◆ Task to complete ◆
Search the listing below for the string "static", then copy every line it appears in.

◆ Recorded information ◆
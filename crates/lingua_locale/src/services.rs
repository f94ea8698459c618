//! Host services the resolver depends on.

use std::sync::{OnceLock, PoisonError, RwLock};

use tracing::debug;

use crate::locale::{detect_env_locale, ResolvedLocale};

/// Localized names of languages and regions.
pub trait DisplayNames: Send + Sync {
    /// Name of `locale`'s language as rendered for a `display` viewer.
    fn language_name(&self, locale: &ResolvedLocale, display: &ResolvedLocale) -> String;

    /// Name of `locale`'s region as rendered for a `display` viewer.
    ///
    /// Must return `""` when `locale` has no region.
    fn region_name(&self, locale: &ResolvedLocale, display: &ResolvedLocale) -> String;
}

/// Read/write access to an ambient default locale.
pub trait DefaultLocale: Send + Sync {
    fn get(&self) -> ResolvedLocale;
    fn set(&self, locale: ResolvedLocale);
}

/// Storage for the user's chosen language code.
pub trait LanguagePreferences: Send + Sync {
    fn saved_language(&self) -> Option<String>;
    fn save_language(&self, code: &str);
    fn clear(&self);
}

/// A default locale owned by the caller.
#[derive(Debug, Default)]
pub struct FixedLocale {
    current: RwLock<ResolvedLocale>,
}

impl FixedLocale {
    pub fn new(locale: ResolvedLocale) -> Self {
        Self {
            current: RwLock::new(locale),
        }
    }
}

impl DefaultLocale for FixedLocale {
    fn get(&self) -> ResolvedLocale {
        self.current
            .read()
            .unwrap_or_else(PoisonError::into_inner)
            .clone()
    }

    fn set(&self, locale: ResolvedLocale) {
        *self.current.write().unwrap_or_else(PoisonError::into_inner) = locale;
    }
}

/// Process-wide default locale.
static PROCESS_LOCALE: OnceLock<RwLock<ResolvedLocale>> = OnceLock::new();

/// The process-wide default locale.
///
/// Seeded from the environment (see [`detect_env_locale`]) on first use unless
/// [`ProcessLocale::init`] ran earlier. Every `ProcessLocale` value shares the
/// same state, so tests should use [`FixedLocale`] instead.
#[derive(Clone, Copy, Debug, Default)]
pub struct ProcessLocale;

impl ProcessLocale {
    /// Seed the process locale.
    ///
    /// Only the first seed counts: once `init` ran, or any `get`/`set` seeded
    /// the locale from the environment, later calls are ignored and return
    /// `false`. Use [`DefaultLocale::set`] to change the locale afterwards.
    pub fn init(locale: ResolvedLocale) -> bool {
        match PROCESS_LOCALE.set(RwLock::new(locale)) {
            Ok(()) => true,
            Err(ignored) => {
                debug!(
                    ignored = %ignored.into_inner().unwrap_or_else(PoisonError::into_inner),
                    "ProcessLocale::init: already seeded"
                );
                false
            }
        }
    }

    fn cell() -> &'static RwLock<ResolvedLocale> {
        PROCESS_LOCALE.get_or_init(|| RwLock::new(detect_env_locale()))
    }
}

impl DefaultLocale for ProcessLocale {
    fn get(&self) -> ResolvedLocale {
        Self::cell()
            .read()
            .unwrap_or_else(PoisonError::into_inner)
            .clone()
    }

    fn set(&self, locale: ResolvedLocale) {
        *Self::cell().write().unwrap_or_else(PoisonError::into_inner) = locale;
    }
}

/// In-memory language preference. Nothing is persisted.
#[derive(Debug, Default)]
pub struct MemoryPreferences {
    language: RwLock<Option<String>>,
}

impl MemoryPreferences {
    pub fn new() -> Self {
        Self::default()
    }
}

impl LanguagePreferences for MemoryPreferences {
    fn saved_language(&self) -> Option<String> {
        self.language
            .read()
            .unwrap_or_else(PoisonError::into_inner)
            .clone()
    }

    fn save_language(&self, code: &str) {
        *self.language.write().unwrap_or_else(PoisonError::into_inner) = Some(code.to_string());
    }

    fn clear(&self) {
        *self.language.write().unwrap_or_else(PoisonError::into_inner) = None;
    }
}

◆ Answer to this task ◆
static PROCESS_LOCALE: OnceLock<RwLock<ResolvedLocale>> = OnceLock::new();
    fn cell() -> &'static RwLock<ResolvedLocale> {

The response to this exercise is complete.